//! Integration tests for the CDN setup run
//!
//! Drives `CdnSetup` end to end against temporary nginx directories:
//! - Allocation across hls, vods and cods
//! - Site files and descriptor on disk
//! - Dry run, symlink mode, manual nodes
//! - Refusal to overwrite on a second run

use std::collections::BTreeSet;
use std::fs;
use std::io::Cursor;
use std::net::TcpListener;
use std::path::Path;
use std::time::Duration;

use fastocloud_env::cdn::render::NodeMap;
use fastocloud_env::cdn::{
    default_groups, CdnOptions, CdnSetup, ConfigWriter, DescriptorVariant, EnableMode, GroupPlan,
    NodeSource, Prompter,
};
use fastocloud_env::port::ConnectProbe;
use fastocloud_env::{AllocationSession, EnvError, PortAllocator, PortProbe, ScanRange};
use tempfile::TempDir;

/// Host with a fixed set of busy ports
struct Busy(BTreeSet<u16>);

impl PortProbe for Busy {
    fn is_port_free(&self, _host: &str, port: u16) -> bool {
        !self.0.contains(&port)
    }
}

fn writer(root: &Path, mode: EnableMode) -> ConfigWriter {
    for dir in ["sites-available", "sites-enabled", "etc"] {
        fs::create_dir_all(root.join(dir)).unwrap();
    }
    ConfigWriter::new(
        root.join("sites-available"),
        root.join("sites-enabled"),
        root.join("etc"),
        mode,
    )
}

fn setup(root: &Path, busy: &[u16], mode: EnableMode) -> CdnSetup<Busy> {
    CdnSetup::new(
        PortAllocator::new(
            "127.0.0.1",
            ScanRange::default(),
            Busy(busy.iter().copied().collect()),
        ),
        writer(root, mode),
    )
}

fn options(variant: DescriptorVariant, dry_run: bool) -> CdnOptions {
    CdnOptions {
        alias: "cdn.example.com".to_string(),
        variant,
        descriptor_template: None,
        dry_run,
    }
}

/// Node lists of the three standard groups from a rendered descriptor
fn descriptor_nodes(descriptor: &str) -> NodeMap {
    let parsed: serde_yaml::Value = serde_yaml::from_str(descriptor).unwrap();
    ["hls_nodes", "vods_nodes", "cods_nodes"]
        .iter()
        .map(|key| {
            let entries = serde_yaml::from_value(parsed[*key].clone()).unwrap();
            (key.to_string(), entries)
        })
        .collect()
}

#[test]
fn test_complete_cdn_setup() {
    let temp_dir = TempDir::new().unwrap();
    let setup = setup(temp_dir.path(), &[1, 2], EnableMode::Copy);
    let mut session = AllocationSession::new();

    let plans = GroupPlan::allocate_all(&default_groups(), 2);
    let report = setup
        .run(&mut session, &plans, &options(DescriptorVariant::Pro, false))
        .unwrap();

    // 1. Ports skip the busy ones and never overlap
    let ports: Vec<Vec<u16>> = report.assignments.iter().map(|a| a.ports.clone()).collect();
    assert_eq!(ports, vec![vec![3, 4], vec![5, 6], vec![7, 8]]);

    // 2. Three site pairs plus the descriptor
    assert_eq!(report.written.len(), 7);
    for name in ["fastocloud_hls", "fastocloud_vods", "fastocloud_cods"] {
        let available = fs::read_to_string(setup.writer().available_path(name)).unwrap();
        let enabled = fs::read_to_string(setup.writer().enabled_path(name)).unwrap();
        assert_eq!(available, enabled);
        assert_eq!(available.matches("server {").count(), 2);
    }

    let vods = fs::read_to_string(setup.writer().available_path("fastocloud_vods")).unwrap();
    assert!(vods.contains("listen 5;"));
    assert!(vods.contains("listen [::]:6;"));
    assert!(vods.contains("access_log /var/log/nginx/fastocloud_vods_6_access.log;"));

    // 3. Descriptor parses as YAML and lists every endpoint
    let descriptor = fs::read_to_string(setup.writer().descriptor_path("fastocloud_pro.conf")).unwrap();
    let parsed: serde_yaml::Value = serde_yaml::from_str(&descriptor).unwrap();
    assert_eq!(parsed["alias"].as_str(), Some("cdn.example.com"));

    let nodes = descriptor_nodes(&descriptor);
    assert_eq!(nodes["hls_nodes"].len(), 2);
    assert_eq!(nodes["hls_nodes"][0].host, "http://127.0.0.1:3");
    assert_eq!(nodes["cods_nodes"][1].host, "http://127.0.0.1:8");
    assert!(nodes.values().flatten().all(|n| n.node_type == 1));
}

#[test]
fn test_dry_run_leaves_directories_empty() {
    let temp_dir = TempDir::new().unwrap();
    let setup = setup(temp_dir.path(), &[], EnableMode::Copy);
    let mut session = AllocationSession::new();

    let plans = GroupPlan::allocate_all(&default_groups(), 1);
    let report = setup
        .run(&mut session, &plans, &options(DescriptorVariant::Ml, true))
        .unwrap();

    assert!(report.written.is_empty());
    assert_eq!(report.descriptor.filename, "fastocloud_pro_ml.conf");
    assert!(report.descriptor.contents.contains("alias: cdn.example.com"));
    for dir in ["sites-available", "sites-enabled", "etc"] {
        assert!(fs::read_dir(temp_dir.path().join(dir)).unwrap().next().is_none());
    }
}

#[cfg(unix)]
#[test]
fn test_symlink_mode_links_enabled_sites() {
    let temp_dir = TempDir::new().unwrap();
    let setup = setup(temp_dir.path(), &[], EnableMode::Symlink);
    let mut session = AllocationSession::new();

    let plans = GroupPlan::allocate_all(&default_groups(), 1);
    setup
        .run(&mut session, &plans, &options(DescriptorVariant::Pro, false))
        .unwrap();

    let enabled = setup.writer().enabled_path("fastocloud_hls");
    let target = fs::read_link(&enabled).unwrap();
    assert_eq!(target, setup.writer().available_path("fastocloud_hls"));
}

#[test]
fn test_second_run_refuses_to_overwrite() {
    let temp_dir = TempDir::new().unwrap();
    let plans = GroupPlan::allocate_all(&default_groups(), 1);

    let first = setup(temp_dir.path(), &[], EnableMode::Copy);
    first
        .run(&mut AllocationSession::new(), &plans, &options(DescriptorVariant::Pro, false))
        .unwrap();
    let before = fs::read_to_string(first.writer().available_path("fastocloud_hls")).unwrap();

    // Different busy ports would render different files
    let second = setup(temp_dir.path(), &[1, 2, 3], EnableMode::Copy);
    let err = second
        .run(&mut AllocationSession::new(), &plans, &options(DescriptorVariant::Pro, false))
        .unwrap_err();

    assert!(matches!(err, EnvError::ConfigCollision(_)));
    let after = fs::read_to_string(second.writer().available_path("fastocloud_hls")).unwrap();
    assert_eq!(before, after);
}

#[test]
fn test_interactive_manual_nodes() {
    let temp_dir = TempDir::new().unwrap();
    let setup = setup(temp_dir.path(), &[], EnableMode::Copy);
    let groups = default_groups();

    // hls: 1 manual node, vods: 0 nodes, cods: default count
    let answers = "1\nhttp://10.0.0.5\n9001\n2\n0\n\n";
    let mut prompter = Prompter::new(Cursor::new(answers.as_bytes().to_vec()), Vec::new());

    let mut plans = Vec::new();
    for group in &groups {
        let count = prompter.node_count(&group.name, 2).unwrap();
        let source = if group.name == "hls" {
            let nodes = (0..count)
                .map(|i| prompter.manual_node(&group.name, i, "http://127.0.0.1").unwrap())
                .collect();
            NodeSource::Manual(nodes)
        } else {
            NodeSource::Allocate(count)
        };
        plans.push(GroupPlan {
            group: group.clone(),
            source,
        });
    }

    let mut session = AllocationSession::new();
    let report = setup
        .run(&mut session, &plans, &options(DescriptorVariant::Pro, false))
        .unwrap();

    assert_eq!(report.assignments[0].ports, vec![9001]);
    assert!(report.assignments[1].is_empty());
    assert_eq!(report.assignments[2].ports, vec![1, 2]);
    assert!(session.is_claimed(9001));

    let nodes = descriptor_nodes(&report.descriptor.contents);
    assert_eq!(nodes["hls_nodes"][0].host, "http://10.0.0.5:9001");
    assert_eq!(nodes["hls_nodes"][0].node_type, 2);
    assert!(nodes["vods_nodes"].is_empty());

    let vods = fs::read_to_string(setup.writer().available_path("fastocloud_vods")).unwrap();
    assert!(!vods.contains("server {"));
}

#[test]
fn test_connect_probe_skips_listening_port() {
    let listener = TcpListener::bind("127.0.0.1:0").unwrap();
    let busy = listener.local_addr().unwrap().port();
    let Some(end) = busy.checked_add(20) else {
        return;
    };

    let alloc = PortAllocator::new(
        "127.0.0.1",
        ScanRange::new(busy, end).unwrap(),
        ConnectProbe::new(Duration::from_millis(250)),
    );
    let mut session = AllocationSession::new();
    let assignment = alloc.allocate(&mut session, "hls", 3).unwrap();

    assert_eq!(assignment.len(), 3);
    assert!(!assignment.ports.contains(&busy));
    drop(listener);
}
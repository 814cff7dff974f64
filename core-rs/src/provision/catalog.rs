//! Third-party component catalog
//!
//! The ordered list of everything the media server environment builds from
//! source. Order matters: later components link against earlier ones
//! (plugin sets need gstreamer core, gst-plugins-bad needs libva, ...).

use serde::{Deserialize, Serialize};
use std::path::Path;

use crate::errors::{EnvError, Result};
use crate::provision::component::{BuildDriver, Component, Fetch};

const GSTREAMER_SRC_ROOT: &str = "https://gstreamer.freedesktop.org/src";
const GST_RUST_PLUGINS_URL: &str = "https://gitlab.freedesktop.org/gstreamer/gst-plugins-rs";
const AWS_SDK_URL: &str = "https://github.com/aws/aws-sdk-cpp";
const AWS_S3_URL: &str = "https://github.com/amzn/amazon-s3-gst-plugin";
const GST_NICE_URL: &str = "https://gitlab.freedesktop.org/libnice/libnice";
const NDI_URL: &str = "https://github.com/Palakis/obs-ndi";
const FAAC_URL: &str = "https://github.com/knik0/faac/archive/1_30.tar.gz";
const OPENH264_URL: &str = "https://github.com/cisco/openh264";
const OPENH264_BRANCH: &str = "v2.1.1";
const LIBVA_URL: &str = "https://github.com/intel/libva";
const LIBVA_UTILS_URL: &str = "https://github.com/intel/libva-utils";
const INTEL_VAAPI_DRIVER_URL: &str = "https://github.com/intel/intel-vaapi-driver";
const GMM_LIB_URL: &str = "https://github.com/intel/gmmlib";
const INTEL_MEDIA_DRIVER_URL: &str = "https://github.com/intel/media-driver";
const MEDIA_SDK_URL: &str = "https://github.com/Intel-Media-SDK/MediaSDK";
const GSTREAMER_MFX_URL: &str = "https://github.com/fastogt/gstreamer-media-SDK";
const OPENCV_URL: &str = "https://github.com/opencv/opencv";
const WPE_RELEASES_URL: &str = "https://wpewebkit.org/releases";
const SRT_SRC_URL: &str = "https://github.com/Haivision/srt/archive";
const FFMPEG_URL: &str = "https://github.com/FFmpeg/FFmpeg";
const FASTOGT_GITHUB: &str = "https://github.com/fastogt";

const MESON_RELEASE: &str = "--buildtype=release";

/// Versions of the tarball-based components
#[derive(Debug, Clone, PartialEq, Eq, Serialize, Deserialize)]
#[serde(default, rename_all = "camelCase")]
pub struct MediaVersions {
    pub gstreamer: String,
    pub srt: String,
    pub meson: String,
    pub wpe: String,
    pub wpe_backend: String,
    pub wpe_webkit: String,
}

impl Default for MediaVersions {
    fn default() -> Self {
        Self {
            gstreamer: "1.22.10".to_string(),
            srt: "1.5.3".to_string(),
            meson: "0.62.0".to_string(),
            wpe: "1.14.1".to_string(),
            wpe_backend: "1.14.2".to_string(),
            wpe_webkit: "2.42.0".to_string(),
        }
    }
}

/// Which component families to build
///
/// Toggled from the command line with `--with <name>` / `--without <name>`
/// using the kebab-case names in [`ComponentFlags::NAMES`].
#[derive(Debug, Clone, PartialEq, Eq, Serialize, Deserialize)]
#[serde(default, rename_all = "kebab-case")]
pub struct ComponentFlags {
    pub faac: bool,
    pub openh264: bool,
    pub libva: bool,
    pub vaapi: bool,
    pub mfx: bool,
    pub wpe: bool,
    pub srt: bool,
    pub ffmpeg: bool,
    pub opencv: bool,
    pub jsonc: bool,
    pub libev: bool,
    pub aws: bool,
    pub common: bool,
    pub ndi: bool,
    pub fastotv_cpp: bool,
    pub libyaml: bool,
    pub fastoml: bool,
    pub gstreamer: bool,
    pub gst_plugins_base: bool,
    pub gst_plugins_good: bool,
    pub gst_nice: bool,
    pub gst_plugins_bad: bool,
    pub gst_plugins_ugly: bool,
    pub gst_fastoml: bool,
    pub gst_awss3: bool,
    pub gst_rs_plugins: bool,
    pub gst_libav: bool,
    pub gst_rtsp: bool,
}

impl Default for ComponentFlags {
    fn default() -> Self {
        Self {
            faac: true,
            openh264: true,
            libva: false,
            vaapi: false,
            mfx: false,
            wpe: false,
            srt: true,
            ffmpeg: true,
            opencv: false,
            jsonc: true,
            libev: true,
            aws: false,
            common: true,
            ndi: false,
            fastotv_cpp: true,
            libyaml: true,
            fastoml: false,
            gstreamer: true,
            gst_plugins_base: true,
            gst_plugins_good: true,
            gst_nice: true,
            gst_plugins_bad: true,
            gst_plugins_ugly: true,
            gst_fastoml: false,
            gst_awss3: false,
            gst_rs_plugins: false,
            gst_libav: true,
            gst_rtsp: true,
        }
    }
}

impl ComponentFlags {
    pub const NAMES: [&'static str; 28] = [
        "faac",
        "openh264",
        "libva",
        "vaapi",
        "mfx",
        "wpe",
        "srt",
        "ffmpeg",
        "opencv",
        "json-c",
        "libev",
        "aws",
        "common",
        "ndi",
        "fastotv-cpp",
        "libyaml",
        "fastoml",
        "gstreamer",
        "gst-plugins-base",
        "gst-plugins-good",
        "gst-nice",
        "gst-plugins-bad",
        "gst-plugins-ugly",
        "gst-fastoml",
        "gst-awss3",
        "gst-rs-plugins",
        "gst-libav",
        "gst-rtsp",
    ];

    fn flag_mut(&mut self, name: &str) -> Option<&mut bool> {
        let flag = match name {
            "faac" => &mut self.faac,
            "openh264" => &mut self.openh264,
            "libva" => &mut self.libva,
            "vaapi" => &mut self.vaapi,
            "mfx" => &mut self.mfx,
            "wpe" => &mut self.wpe,
            "srt" => &mut self.srt,
            "ffmpeg" => &mut self.ffmpeg,
            "opencv" => &mut self.opencv,
            "json-c" => &mut self.jsonc,
            "libev" => &mut self.libev,
            "aws" => &mut self.aws,
            "common" => &mut self.common,
            "ndi" => &mut self.ndi,
            "fastotv-cpp" => &mut self.fastotv_cpp,
            "libyaml" => &mut self.libyaml,
            "fastoml" => &mut self.fastoml,
            "gstreamer" => &mut self.gstreamer,
            "gst-plugins-base" => &mut self.gst_plugins_base,
            "gst-plugins-good" => &mut self.gst_plugins_good,
            "gst-nice" => &mut self.gst_nice,
            "gst-plugins-bad" => &mut self.gst_plugins_bad,
            "gst-plugins-ugly" => &mut self.gst_plugins_ugly,
            "gst-fastoml" => &mut self.gst_fastoml,
            "gst-awss3" => &mut self.gst_awss3,
            "gst-rs-plugins" => &mut self.gst_rs_plugins,
            "gst-libav" => &mut self.gst_libav,
            "gst-rtsp" => &mut self.gst_rtsp,
            _ => return None,
        };
        Some(flag)
    }

    /// Toggle a family by name
    ///
    /// # Errors
    /// `UnknownComponent` if the name is not one of [`ComponentFlags::NAMES`]
    pub fn set(&mut self, name: &str, enabled: bool) -> Result<()> {
        let flag = self
            .flag_mut(name)
            .ok_or_else(|| EnvError::UnknownComponent(name.to_string()))?;
        *flag = enabled;
        Ok(())
    }

    /// Selection for a distribution-packaged GStreamer
    ///
    /// Only the fastogt support libraries stay as configured; the media stack
    /// comes from system packages, so every other family is switched off.
    /// `--with` applied afterwards can still turn single families back on.
    pub fn restrict_to_repo_build(&mut self) {
        *self = Self {
            jsonc: self.jsonc,
            libev: self.libev,
            common: self.common,
            fastotv_cpp: self.fastotv_cpp,
            libyaml: self.libyaml,
            ..Self::none()
        };
    }

    fn none() -> Self {
        let mut flags = Self::default();
        for name in Self::NAMES {
            if let Some(flag) = flags.flag_mut(name) {
                *flag = false;
            }
        }
        flags
    }

    /// Apply `--with` then `--without` lists
    pub fn apply<S: AsRef<str>>(&mut self, with: &[S], without: &[S]) -> Result<()> {
        for name in with {
            self.set(name.as_ref(), true)?;
        }
        for name in without {
            self.set(name.as_ref(), false)?;
        }
        Ok(())
    }
}

fn gst_tarball(root: &str, module: &str, version: &str) -> Fetch {
    Fetch::archive(format!("{}/{}/{}-{}.tar.xz", root, module, module, version))
}

fn fastogt(repo: &str) -> Fetch {
    Fetch::git(format!("{}/{}", FASTOGT_GITHUB, repo))
}

fn meson_gst(module: &str, versions: &MediaVersions) -> Component {
    Component::new(module, gst_tarball(GSTREAMER_SRC_ROOT, module, &versions.gstreamer), BuildDriver::Meson)
        .with_args([MESON_RELEASE])
}

/// Build the ordered component list
///
/// Every component is listed; disabled ones carry `enabled == false` so
/// callers can show what would be skipped. Patch files are looked up in
/// `patch_dir`.
pub fn catalog(flags: &ComponentFlags, versions: &MediaVersions, patch_dir: &Path) -> Vec<Component> {
    let f = flags;
    let v = versions;

    vec![
        Component::new(
            "faac",
            Fetch::archive(FAAC_URL),
            BuildDriver::Bootstrap {
                script: "bootstrap".to_string(),
            },
        )
        .enabled(f.faac),
        Component::new("openh264", Fetch::git_branch(OPENH264_URL, OPENH264_BRANCH), BuildDriver::Meson)
            .with_args([MESON_RELEASE])
            .enabled(f.openh264),
        Component::new("libva", Fetch::git(LIBVA_URL), BuildDriver::MesonSystem)
            .with_args([MESON_RELEASE])
            .enabled(f.libva || f.mfx),
        Component::new("libva-utils", Fetch::git(LIBVA_UTILS_URL), BuildDriver::MesonSystem)
            .with_args([MESON_RELEASE, "-Ddrm=true"])
            .enabled(f.libva || f.mfx),
        Component::new("intel-vaapi-driver", Fetch::git(INTEL_VAAPI_DRIVER_URL), BuildDriver::MesonSystem)
            .with_args([MESON_RELEASE])
            .enabled(f.vaapi),
        Component::new("gmmlib", Fetch::git(GMM_LIB_URL), BuildDriver::Cmake).enabled(f.mfx),
        Component::new("media-driver", Fetch::git(INTEL_MEDIA_DRIVER_URL), BuildDriver::Cmake).enabled(f.mfx),
        Component::new("mediasdk", Fetch::git(MEDIA_SDK_URL), BuildDriver::Cmake)
            .with_args(["-DENABLE_OPENCL=OFF"])
            .enabled(f.mfx),
        Component::new(
            "libwpe",
            Fetch::archive(format!("{}/libwpe-{}.tar.xz", WPE_RELEASES_URL, v.wpe)),
            BuildDriver::Cmake,
        )
        .enabled(f.wpe),
        Component::new(
            "wpebackend-fdo",
            Fetch::archive(format!("{}/wpebackend-fdo-{}.tar.xz", WPE_RELEASES_URL, v.wpe_backend)),
            BuildDriver::Meson,
        )
        .with_args([MESON_RELEASE])
        .enabled(f.wpe),
        Component::new(
            "srt",
            Fetch::archive(format!("{}/v{}.tar.gz", SRT_SRC_URL, v.srt)),
            BuildDriver::Cmake,
        )
        .enabled(f.srt),
        Component::new("ffmpeg", Fetch::git(FFMPEG_URL), BuildDriver::Autotools)
            .with_args(["--disable-doc", "--disable-programs", "--enable-shared", "--disable-static"])
            .enabled(f.ffmpeg),
        Component::new("opencv", Fetch::git(OPENCV_URL), BuildDriver::Cmake)
            .with_args([
                "-DBUILD_JAVA=OFF",
                "-DBUILD_TESTS=OFF",
                "-DWITH_GSTREAMER=OFF",
                "-DOPENCV_GENERATE_PKGCONFIG=ON",
            ])
            .enabled(f.opencv),
        Component::new("json-c", fastogt("json-c"), BuildDriver::Cmake)
            .with_args(["-DBUILD_SHARED_LIBS=OFF", "-DBUILD_TESTING=OFF"])
            .enabled(f.jsonc),
        Component::new(
            "libev",
            fastogt("libev"),
            BuildDriver::Bootstrap {
                script: "autogen.sh".to_string(),
            },
        )
        .with_args(["--with-pic", "--disable-shared", "--enable-static"])
        .enabled(f.libev),
        Component::new("aws-sdk-cpp", Fetch::git(AWS_SDK_URL), BuildDriver::Cmake)
            .with_args(["-DBUILD_ONLY=s3;sts"])
            .enabled(f.aws),
        Component::new("common", fastogt("common"), BuildDriver::Cmake)
            .with_args(["-DQT_ENABLED=OFF"])
            .enabled(f.common),
        Component::new("obs-ndi", Fetch::git(NDI_URL), BuildDriver::Cmake).enabled(f.ndi),
        Component::new("fastotv_cpp", fastogt("fastotv_cpp"), BuildDriver::Cmake).enabled(f.fastotv_cpp),
        Component::new("libyaml", fastogt("libyaml"), BuildDriver::Cmake).enabled(f.libyaml),
        Component::new("fastoml", fastogt("fastoml"), BuildDriver::Cmake).enabled(f.fastoml),
        meson_gst("gstreamer", v).enabled(f.gstreamer),
        meson_gst("gst-plugins-base", v)
            .with_args(["-Dexamples=disabled"])
            .with_patch(patch_dir.join("gst-plugins-base.patch"))
            .enabled(f.gst_plugins_base),
        Component::new(
            "wpewebkit",
            Fetch::archive(format!("{}/wpewebkit-{}.tar.xz", WPE_RELEASES_URL, v.wpe_webkit)),
            BuildDriver::Cmake,
        )
        .with_args([
            "-DPORT=WPE",
            "-DUSE_SOUP2=ON",
            "-DENABLE_ACCESSIBILITY=OFF",
            "-DUSE_OPENJPEG=OFF",
            "-DUSE_WOFF2=OFF",
            "-DUSE_LCMS=OFF",
            "-DUSE_AVIF=OFF",
            "-DENABLE_BUBBLEWRAP_SANDBOX=OFF",
            "-DENABLE_INTROSPECTION=OFF",
        ])
        .enabled(f.wpe),
        meson_gst("gst-plugins-good", v).enabled(f.gst_plugins_good),
        Component::new("libnice", Fetch::git(GST_NICE_URL), BuildDriver::Meson)
            .with_args([MESON_RELEASE])
            .enabled(f.gst_nice),
        meson_gst("gst-plugins-bad", v)
            .with_args(["-Dgpl=enabled"])
            .with_patch(patch_dir.join("gst-plugins-bad.patch"))
            .enabled(f.gst_plugins_bad),
        Component::new("gstreamer-media-sdk", Fetch::git(GSTREAMER_MFX_URL), BuildDriver::Cmake)
            .with_args(["-DWITH_WAYLAND=OFF", "-DMFX_SINK=OFF"])
            .enabled(f.gst_plugins_bad && f.mfx),
        meson_gst("gstreamer-vaapi", v).enabled(f.gst_plugins_bad && f.vaapi),
        meson_gst("gst-plugins-ugly", v)
            .with_args(["-Dgpl=enabled"])
            .enabled(f.gst_plugins_ugly),
        Component::new("gst-fastoml", fastogt("gst-fastoml"), BuildDriver::Meson)
            .with_args([MESON_RELEASE])
            .enabled(f.gst_fastoml),
        Component::new("amazon-s3-gst-plugin", Fetch::git(AWS_S3_URL), BuildDriver::Meson)
            .with_args([MESON_RELEASE])
            .enabled(f.gst_awss3),
        Component::new(
            "gst-plugins-rs",
            Fetch::git(GST_RUST_PLUGINS_URL),
            BuildDriver::CargoC {
                packages: vec!["gst-plugin-ndi".to_string(), "gst-plugin-webrtchttp".to_string()],
            },
        )
        .enabled(f.gst_rs_plugins),
        meson_gst("gst-libav", v).enabled(f.gst_libav),
        meson_gst("gst-rtsp-server", v).enabled(f.gst_rtsp),
    ]
}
^^^^^^^^
* [Task item]: Where does "entries" occur in the data? Copy each line that has it.

* [Response area]:
            let entries = serde_yaml::from_value(parsed[*key].clone()).unwrap();
            (key.to_string(), entries)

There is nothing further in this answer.